Col. J. Bret Johnson, superintendent of the Missouri State Highway Patrol, encourages motorists to include safety in their plans for the upcoming Thanksgiving holiday weekend.
The counting period for the 2016 Thanksgiving holiday weekend is 6 p.m. Wednesday, Nov. 23, until 11:59 p.m. Sunday, Nov. 27. Troopers will be assigned at 20-mile intervals along Interstates 29, 35, 44, 55 and 70, as well as U.S. 60 and 63.
“The long Thanksgiving weekend is an opportunity for people to visit family and friends, which oftentimes means more drivers on the road,” Johnson said. “It’s important that everyone pay attention while they’re driving. Turn off your cell phones. That text or phone call can wait until you’re off the road. If alcohol is part of your Thanksgiving plans choose a designated driver.”
During the 2015 Thanksgiving holiday weekend, 13 people were killed and another 627 were injured in 1,817 traffic crashes. That means one person was killed or injured in a traffic crash every 9.6 minutes in Missouri over last year’s Thanksgiving holiday weekend.
Johnson said if you will be traveling this holiday, make sure your car is in good condition before beginning your trip. It is also important that you are well rested before you start driving. Remember to buckle up — seat belts save lives. Obey all of the traffic laws — all of the time. There is never a reason to speed, drive aggressively, or drive impaired.
The patrol will participate in Operation C.A.R.E (Combined Accident Reduction Effort) during the Thanksgiving holiday weekend. As part of this operation, all available troopers will be assigned to Missouri’s roadways to enforce traffic laws, especially those related to impaired driving, driving over the speed limit and seat belt/child restraint use. Troopers will be available to assist motorists as needed.

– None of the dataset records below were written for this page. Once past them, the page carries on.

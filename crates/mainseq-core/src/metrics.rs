//! Stability and distance from the main sequence.
//!
//! ```text
//! abstractness
//!  1 +  zone of      .
//!    |  uselessness   .
//!    |                  .  main sequence (S + A = 1)
//!    |                    .
//!    |  zone of pain        .
//!  0 +-----------------------+ stability
//!    0                       1
//! ```
//!
//! Both stages are whole-set transformations. Each package's result depends
//! only on its own fields, so the order packages are visited in is irrelevant.
//! Zero denominators are not special-cased: they yield NaN, which then flows
//! into the distance.

use crate::model::PackageSet;
use tracing::debug;

/// `import_count / (import_count + depended_on_by_count)`.
///
/// NaN when both counts are zero.
#[must_use]
pub fn stability(import_count: f64, depended_on_by_count: f64) -> f64 {
    import_count / (import_count + depended_on_by_count)
}

/// `|stability + abstractness - 1|`.
#[must_use]
pub fn distance_from_main_sequence(stability: f64, abstractness: f64) -> f64 {
    (stability + abstractness - 1.0).abs()
}

/// Computes stability for every package.
///
/// Requires fan-in to have been gathered for the whole set.
pub fn calculate_stability(packages: &mut PackageSet) {
    for p in packages.values_mut() {
        if p.is_isolated() {
            debug!("{} is isolated, stability is undefined", p.full_name);
        }
        p.stability = stability(p.import_count, p.depended_on_by_count);
    }
}

/// Computes the distance from the main sequence for every package.
///
/// Requires stability and abstractness to be set for the whole set.
pub fn calculate_distance(packages: &mut PackageSet) {
    for p in packages.values_mut() {
        p.distance_from_median = distance_from_main_sequence(p.stability, p.abstractness);
    }
}
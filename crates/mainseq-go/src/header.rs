//! Package clause and import extraction for discovery.
//!
//! Extraction is tolerant: a file with syntax errors still yields whatever
//! clause and imports the parser recovered. Reporting the error is left to
//! the scanner.

use std::collections::BTreeSet;
use tree_sitter::{Language, Node};

use crate::syntax;

/// What discovery needs from one Go file.
#[derive(Debug, Clone, Default, PartialEq, Eq)]
pub struct FileHeader {
    /// Name from the `package` clause, if present.
    pub package: Option<String>,
    /// Import paths, in source order.
    pub imports: Vec<String>,
}

/// Reads package clauses and imports from Go sources.
pub struct HeaderExtractor {
    language: Language,
}

impl HeaderExtractor {
    /// Creates a new extractor.
    #[must_use]
    pub fn new() -> Self {
        Self {
            language: syntax::language(),
        }
    }

    /// Extracts the header of one file.
    #[must_use]
    pub fn extract(&self, source: &[u8]) -> FileHeader {
        let Ok(tree) = syntax::parse(&self.language, source) else {
            return FileHeader::default();
        };
        let root = tree.root_node();

        let mut header = FileHeader::default();
        for node in syntax::children(&root) {
            match node.kind() {
                "package_clause" => {
                    if header.package.is_none() {
                        header.package = Self::package_name(&node, source);
                    }
                }
                "import_declaration" => Self::collect_imports(&node, source, &mut header.imports),
                _ => {}
            }
        }
        header
    }

    fn package_name(node: &Node<'_>, src: &[u8]) -> Option<String> {
        syntax::children(node)
            .iter()
            .find(|c| c.kind() == "package_identifier")
            .map(|c| syntax::text(c, src).to_owned())
    }

    fn collect_imports(node: &Node<'_>, src: &[u8], out: &mut Vec<String>) {
        let mut stack = vec![*node];
        let mut specs = Vec::new();
        while let Some(n) = stack.pop() {
            if n.kind() == "import_spec" {
                specs.push(n);
                continue;
            }
            stack.extend(syntax::children(&n));
        }
        specs.sort_by_key(Node::start_byte);

        for spec in specs {
            if let Some(path) = spec.child_by_field_name("path") {
                let path = syntax::unquote(syntax::text(&path, src));
                if !path.is_empty() {
                    out.push(path.to_owned());
                }
            }
        }
    }
}

impl Default for HeaderExtractor {
    fn default() -> Self {
        Self::new()
    }
}

/// Sorted, deduplicated union of the imports of several files.
#[must_use]
pub fn merge_imports<'a, I>(headers: I) -> Vec<String>
where
    I: IntoIterator<Item = &'a FileHeader>,
{
    headers
        .into_iter()
        .flat_map(|h| h.imports.iter().cloned())
        .collect::<BTreeSet<_>>()
        .into_iter()
        .collect()
}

The Highway Patrol’s Emergency Assistance number is 800-525-5555 (or *55 on a cellular phone). Motorists should use this emergency assistance number to report traffic crashes, crimes being committed, or other emergencies on Missouri’s highways. When you dial this number anywhere in the state, it rings directly into the closest patrol headquarters. The only 100 percent survivable traffic crash is the one that never happens. Make sure everyone in the vehicle is properly restrained in a seat belt or child restraint, the patrol said. Every day as we travel on Missouri’s roadways, we trust that every driver on the road is going to obey the speed limit, pay attention and drive sober.